Conditions of Business - May 2007

RPS Lighting Pty Limited - A.B.N. 54 125 588 963

1. Interpretation

In these Conditions of Business unless the context otherwise requires:

  • The “Company” means RPS Lighting Pty Limited (ABN 54 125 588 963) and its associates, subsidiary companies and divisions.

  • The “Customer” means the person (including his successors, personal representatives and permitted assigns) purchasing the Goods and/or Services from the Company and the covenants on their part contained herein shall be deemed joint and several covenants.

  • Goods” means any goods sold by the Company to the Customer.

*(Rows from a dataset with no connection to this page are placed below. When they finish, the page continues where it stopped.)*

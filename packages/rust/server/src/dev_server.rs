//! Development server: watch-mode bundler behind a static file layer.

use std::net::SocketAddr;
use std::path::{Path, PathBuf};

use axum::Router;
use docsite_shared::{BundlerKind, DevServerConfig, DocsiteError, Result};
use tokio::net::TcpListener;
use tokio::sync::oneshot;
use tokio::task::JoinHandle;
use tower_http::services::{ServeDir, ServeFile};
use tracing::{info, instrument, warn};

use crate::bundler::{
    BuildStep, BundleOptions, CommandStep, CopyStep, WatchBundler, WatchSubscription,
};

/// Name of the entry page inside the static root.
pub const ENTRY_FILE: &str = "index.html";

/// Build output directory inside the static root.
pub const DIST_DIR: &str = ".dist";

/// Static asset directory inside the static root, served under `/static`.
pub const STATIC_DIR: &str = "static";

// ---------------------------------------------------------------------------
// SiteLayout
// ---------------------------------------------------------------------------

/// Resolved paths under a static root.
#[derive(Debug, Clone)]
pub struct SiteLayout {
    pub root: PathBuf,
    pub entry: PathBuf,
    pub dist_dir: PathBuf,
    pub static_dir: PathBuf,
}

impl SiteLayout {
    /// Resolve `static_root` and check that its entry page exists.
    pub fn resolve(static_root: &Path) -> Result<Self> {
        let root =
            std::fs::canonicalize(static_root).map_err(|e| DocsiteError::io(static_root, e))?;
        let entry = root.join(ENTRY_FILE);
        if !entry.is_file() {
            return Err(DocsiteError::config(format!(
                "entry page not found: {}",
                entry.display()
            )));
        }

        Ok(Self {
            dist_dir: root.join(DIST_DIR),
            static_dir: root.join(STATIC_DIR),
            entry,
            root,
        })
    }
}

/// Routes: the build output first, `/static/*` next from the static
/// directory, and the entry page for any path neither can serve.
///
/// Bundled assets emitted under `<dist>/static` shadow same-named files in
/// the static directory.
pub fn router(layout: &SiteLayout) -> Router {
    let entry = ServeFile::new(&layout.entry);
    let static_assets = ServeDir::new(&layout.static_dir).fallback(entry.clone());

    Router::new()
        .nest_service(
            "/static",
            ServeDir::new(layout.dist_dir.join(STATIC_DIR)).fallback(static_assets),
        )
        .fallback_service(ServeDir::new(&layout.dist_dir).fallback(entry))
}

// ---------------------------------------------------------------------------
// DevServer
// ---------------------------------------------------------------------------

/// A running development server.
///
/// Created by [`DevServer::start`] and torn down by [`DevServer::dispose`],
/// which consumes it.
pub struct DevServer {
    addr: SocketAddr,
    shutdown: oneshot::Sender<()>,
    server: JoinHandle<std::io::Result<()>>,
    subscription: WatchSubscription,
}

impl DevServer {
    /// Start with the build step selected by `config.bundler`.
    pub async fn start(config: &DevServerConfig) -> Result<Self> {
        match config.bundler {
            BundlerKind::Copy => Self::start_with(config, CopyStep).await,
            BundlerKind::Command => {
                let step = CommandStep::from_command(&config.command)?;
                Self::start_with(config, step).await
            }
        }
    }

    /// Start with an explicit build step.
    ///
    /// Waits for the initial build before binding, so the first request
    /// never sees an empty output directory.
    #[instrument(skip_all, fields(static_root = %config.static_root.display()))]
    pub async fn start_with<S: BuildStep>(config: &DevServerConfig, step: S) -> Result<Self> {
        let layout = SiteLayout::resolve(&config.static_root)?;

        let options = BundleOptions {
            entries: vec![layout.entry.clone()],
            dist_dir: layout.dist_dir.clone(),
            source_maps: false,
            debounce: config.debounce,
        };
        let subscription = WatchBundler::new(step, options, &layout.root).watch().await?;

        let port = config.effective_port();
        let listener = match TcpListener::bind(SocketAddr::from(([0, 0, 0, 0], port))).await {
            Ok(listener) => listener,
            Err(source) => {
                if let Err(e) = subscription.unsubscribe().await {
                    warn!(error = %e, "failed to stop watcher after bind failure");
                }
                return Err(DocsiteError::Bind { port, source });
            }
        };
        let addr = listener
            .local_addr()
            .map_err(|e| DocsiteError::Server(e.to_string()))?;

        let app = router(&layout);
        let (shutdown_tx, shutdown_rx) = oneshot::channel::<()>();
        let server = tokio::spawn(async move {
            axum::serve(listener, app)
                .with_graceful_shutdown(async move {
                    let _ = shutdown_rx.await;
                })
                .await
        });

        info!(port = addr.port(), "website ready");

        Ok(Self {
            addr,
            shutdown: shutdown_tx,
            server,
            subscription,
        })
    }

    /// The address the HTTP layer is bound to.
    pub fn local_addr(&self) -> SocketAddr {
        self.addr
    }

    /// Stop accepting connections, then stop the watch session.
    pub async fn dispose(self) -> Result<()> {
        let _ = self.shutdown.send(());
        self.server
            .await
            .map_err(|e| DocsiteError::Server(format!("server task failed: {e}")))?
            .map_err(|e| DocsiteError::Server(e.to_string()))?;

        self.subscription.unsubscribe().await?;
        info!(port = self.addr.port(), "website stopped");
        Ok(())
    }
}
//! Glob expansion into candidate package directories.

use std::collections::HashSet;
use std::path::{Path, PathBuf};

use docsite_shared::{DocsiteError, Result};
use tracing::debug;

/// Expand `patterns` into the existing directories they match.
///
/// Patterns are expanded in input order; matches within one pattern keep the
/// order `glob` yields them. Files are discarded, and a directory matched more
/// than once (by one or several patterns, or through symlinks to the same
/// target) is kept only at its first position. Relative patterns are resolved
/// against `root` when given, otherwise against the working directory.
///
/// Returned paths are absolute but not canonicalized: a symlinked package is
/// reported under the name it was matched by.
pub fn get_all_directories<S: AsRef<str>>(
    patterns: &[S],
    root: Option<&Path>,
) -> Result<Vec<PathBuf>> {
    let mut seen = HashSet::new();
    let mut dirs = Vec::new();

    for pattern in patterns {
        let pattern = pattern.as_ref();
        let resolved = resolve_pattern(pattern, root);

        let matches = glob::glob(&resolved)
            .map_err(|e| DocsiteError::pattern(pattern, e.to_string()))?;

        let mut matched = 0usize;
        for entry in matches {
            let path = match entry {
                Ok(path) => path,
                Err(e) => {
                    debug!(pattern, error = %e, "skipping unreadable match");
                    continue;
                }
            };

            if !path.is_dir() {
                continue;
            }

            let canonical =
                std::fs::canonicalize(&path).map_err(|e| DocsiteError::io(&path, e))?;
            if seen.insert(canonical) {
                let matched_path =
                    std::path::absolute(&path).map_err(|e| DocsiteError::io(&path, e))?;
                matched += 1;
                dirs.push(matched_path);
            } else {
                debug!(pattern, path = %path.display(), "directory already matched");
            }
        }

        debug!(pattern, matched, "pattern expanded");
    }

    Ok(dirs)
}

fn resolve_pattern(pattern: &str, root: Option<&Path>) -> String {
    match root {
        Some(root) if Path::new(pattern).is_relative() => {
            let base = glob::Pattern::escape(&root.to_string_lossy());
            Path::new(&base).join(pattern).to_string_lossy().into_owned()
        }
        _ => pattern.to_string(),
    }
}
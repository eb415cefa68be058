//! Shared types, error model, and configuration for docsite.
//!
//! This crate is the foundation depended on by all other docsite crates.
//! It provides:
//! - [`DocsiteError`] — the unified error type
//! - Domain types ([`PackageRecord`], [`FileRef`], [`ScanResult`], [`Catalog`])
//! - Configuration ([`AppConfig`], [`ScanOptions`], [`DevServerConfig`], config loading)

pub mod config;
pub mod error;
pub mod types;

// Re-export public API at crate root for ergonomic imports.
pub use config::{
    AppConfig, BundlerKind, CONFIG_FILE_NAME, DEFAULT_PORT, DevServerConfig, ScanOptions,
    ScanSection, ServerSection, config_file_path, init_config, load_config, load_config_from,
};
pub use error::{DocsiteError, Result};
pub use types::{Catalog, DefinitionKind, FileRef, PackageRecord, ScanFailure, ScanResult};
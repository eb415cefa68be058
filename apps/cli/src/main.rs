//! docsite CLI — package catalog and development server for a
//! multi-package repository's documentation website.

mod commands;

use clap::Parser;
use color_eyre::eyre::Result;

use commands::Cli;

#[tokio::main]
async fn main() -> Result<()> {
    color_eyre::install()?;
    let cli = Cli::parse();
    commands::init_tracing(&cli);
    commands::run(cli).await
}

  • Services” means any services supplied by the Company to the Customer.

2. Validity

All quotations, offers and estimates are subject to alteration without notice. Quotations given are not offers. Orders received by the Company can not be cancelled without written consent. No contract shall come into existence until an order has been lodged with and accepted by the Company in writing. These conditions shall apply to any contract but in the event of any inconsistency between these conditions and the conditions included in the order forming the basis of the contract the order conditions shall prevail. All warranties and conditions whatsoever which might but for this clause be implied by law in respect of the Goods are hereby expressly negated as far as can be done legally and the Company shall not be bound by any representation, warranty conditions or statement by whomsoever made unless the same is set out in writing in any quotation offer or order confirmation. The Company shall reserve the right to correct any obvious errors or omissions of any kind in offers, quotations, order confirmations, invoices, etc., whether technical, stenographic or otherwise.

3. Price Variation

Prices are based on conditions prevailing at the time of quotation with regard to cost of local and imported Goods, wages, labour conditions, outside services, rates of freight, insurance, shipping expenses, exchange rates, customs and primage duty and tariff rate classification. All variations of these cost elements prior to delivery of the Goods shall be for the account of the Customer. Goods and Services Tax (GST) will be charged at the appropriate rate at the time of invoice.

4. Delivery

The Company will use its best endeavours to effect delivery at the earliest possible time (if any) but failure to do so by reason of inability to obtain supplies of material or parts from the usual sources, or any strike or combination of workmen, shortage of labour or by lockout or by reason of war, riots, accident, civil commotion, fire, Act of God or any other cause whatsoever beyond the control of the Company shall not constitute a breach of contract but the Company may as its option cancel the contract or any unfulfilled part thereof or extend the time for its performance or completion until cessation of the cause preventing or delaying delivery. The place of delivery is the Company's warehouse or such other place as the Company may nominate. Unless otherwise agreed the Company shall not be liable for any loss or deterioration of or damage to the Goods from the time when the Goods are put on carrier's vehicle at the place of delivery notwithstanding that freight may be arranged or carrier engaged by the Company.

5. Warranty
  1. The Company warrants that Goods manufactured by it are free from fault and defects, notwithstanding that the Goods may have been sold by description or sample, the Goods shall be accepted by the Customer even though alterations in design or construction have been generally introduced by the Company or its Suppliers between the date of the contract and delivery of the Goods.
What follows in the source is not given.